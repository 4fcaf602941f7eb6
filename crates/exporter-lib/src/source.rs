//! Event source adapter around the external tracing engine
//!
//! The engine is a long-running foreground subprocess that prints one record
//! per OOM kill on stdout. The adapter owns that subprocess: `start` spawns
//! it and hands back a line stream, `stop` tears it down with SIGTERM, a
//! bounded wait, and a SIGKILL fallback. `kill_on_drop` covers abnormal exit
//! paths where `stop` never runs.

use async_trait::async_trait;
use nix::sys::signal::{self, Signal};
use nix::unistd::Pid;
use std::path::PathBuf;
use std::process::Stdio;
use std::time::Duration;
use thiserror::Error;
use tokio::io::{AsyncBufReadExt, BufReader, Lines};
use tokio::process::{Child, ChildStdout, Command};
use tracing::{debug, info, warn};

/// Errors from launching the engine. All of them are configuration-class:
/// restarting cannot fix a missing or unlaunchable binary, so the supervisor
/// treats every `start` failure as fatal. An engine that launched and later
/// died is not an error here; the stream simply ends.
#[derive(Debug, Error)]
pub enum SourceError {
    #[error("tracing engine binary not found at {0}")]
    EngineMissing(PathBuf),
    #[error("failed to launch tracing engine: {0}")]
    Spawn(#[from] std::io::Error),
    #[error("tracing engine has no stdout pipe")]
    NoStdout,
}

/// A restartable producer of engine line streams.
#[async_trait]
pub trait EventSource: Send + Sync {
    async fn start(&self) -> Result<Box<dyn EventStream>, SourceError>;
}

/// A live engine attachment.
#[async_trait]
pub trait EventStream: Send {
    /// Next raw engine record; `None` once the engine has terminated.
    async fn next_line(&mut self) -> Option<String>;

    /// Terminate the engine and release the subprocess. Always returns
    /// within roughly `grace` plus the cost of a SIGKILL.
    async fn stop(&mut self, grace: Duration);
}

/// Spawns the tracing engine binary and streams its stdout.
pub struct TracerSource {
    program: PathBuf,
    args: Vec<String>,
}

impl TracerSource {
    pub fn new(program: impl Into<PathBuf>, args: Vec<String>) -> Self {
        Self {
            program: program.into(),
            args,
        }
    }

    pub fn program(&self) -> &PathBuf {
        &self.program
    }
}

#[async_trait]
impl EventSource for TracerSource {
    async fn start(&self) -> Result<Box<dyn EventStream>, SourceError> {
        if tokio::fs::metadata(&self.program).await.is_err() {
            return Err(SourceError::EngineMissing(self.program.clone()));
        }

        let mut child = Command::new(&self.program)
            .args(&self.args)
            .stdin(Stdio::null())
            .stdout(Stdio::piped())
            .kill_on_drop(true)
            .spawn()?;

        let stdout = child.stdout.take().ok_or(SourceError::NoStdout)?;
        info!(program = %self.program.display(), pid = child.id(), "tracing engine started");

        Ok(Box::new(TracerStream {
            child,
            lines: BufReader::new(stdout).lines(),
        }))
    }
}

struct TracerStream {
    child: Child,
    lines: Lines<BufReader<ChildStdout>>,
}

#[async_trait]
impl EventStream for TracerStream {
    async fn next_line(&mut self) -> Option<String> {
        match self.lines.next_line().await {
            Ok(line) => line,
            Err(e) => {
                warn!(error = %e, "error reading tracing engine output");
                None
            }
        }
    }

    async fn stop(&mut self, grace: Duration) {
        if let Ok(Some(status)) = self.child.try_wait() {
            info!(%status, "tracing engine already exited");
            return;
        }

        if let Some(pid) = self.child.id() {
            if let Err(e) = signal::kill(Pid::from_raw(pid as i32), Signal::SIGTERM) {
                warn!(error = %e, "failed to signal tracing engine");
            }
        }

        match tokio::time::timeout(grace, self.child.wait()).await {
            Ok(Ok(status)) => debug!(%status, "tracing engine terminated"),
            Ok(Err(e)) => warn!(error = %e, "failed waiting for tracing engine"),
            Err(_) => {
                warn!(grace_ms = grace.as_millis() as u64, "tracing engine ignored SIGTERM, killing");
                if let Err(e) = self.child.kill().await {
                    warn!(error = %e, "failed to kill tracing engine");
                }
            }
        }
    }
}

#[cfg(test)]
mod tests {
    use super::*;
    use std::time::Instant;

    fn shell_source(script: &str) -> TracerSource {
        TracerSource::new("/bin/sh", vec!["-c".to_string(), script.to_string()])
    }

    #[tokio::test]
    async fn test_missing_binary_fails_fast() {
        let source = TracerSource::new("/nonexistent/oomkill-engine", Vec::new());
        match source.start().await {
            Err(SourceError::EngineMissing(path)) => {
                assert_eq!(path, PathBuf::from("/nonexistent/oomkill-engine"));
            }
            other => panic!("expected EngineMissing, got {:?}", other.map(|_| "stream")),
        }
    }

    #[tokio::test]
    async fn test_stream_yields_lines_then_ends() {
        let source = shell_source("printf 'first\\nsecond\\n'");
        let mut stream = source.start().await.unwrap();

        assert_eq!(stream.next_line().await.as_deref(), Some("first"));
        assert_eq!(stream.next_line().await.as_deref(), Some("second"));
        assert_eq!(stream.next_line().await, None);

        stream.stop(Duration::from_secs(1)).await;
    }

    #[tokio::test]
    async fn test_stop_is_bounded() {
        // trap-less sleep dies on SIGTERM, so stop returns well within grace
        let source = shell_source("sleep 30");
        let mut stream = source.start().await.unwrap();

        let start = Instant::now();
        stream.stop(Duration::from_secs(2)).await;
        assert!(start.elapsed() < Duration::from_secs(5));
    }

    #[tokio::test]
    async fn test_stop_kills_engine_that_ignores_sigterm() {
        let source = shell_source("trap '' TERM; sleep 30");
        let mut stream = source.start().await.unwrap();

        // give the shell a moment to install the trap
        tokio::time::sleep(Duration::from_millis(100)).await;

        let start = Instant::now();
        stream.stop(Duration::from_millis(200)).await;
        assert!(start.elapsed() < Duration::from_secs(5));
    }
}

- [Activity]: Write the number of lines in the listing above that contain the word "EventStream". No other text should appear.

- [Response to this exercise]: 4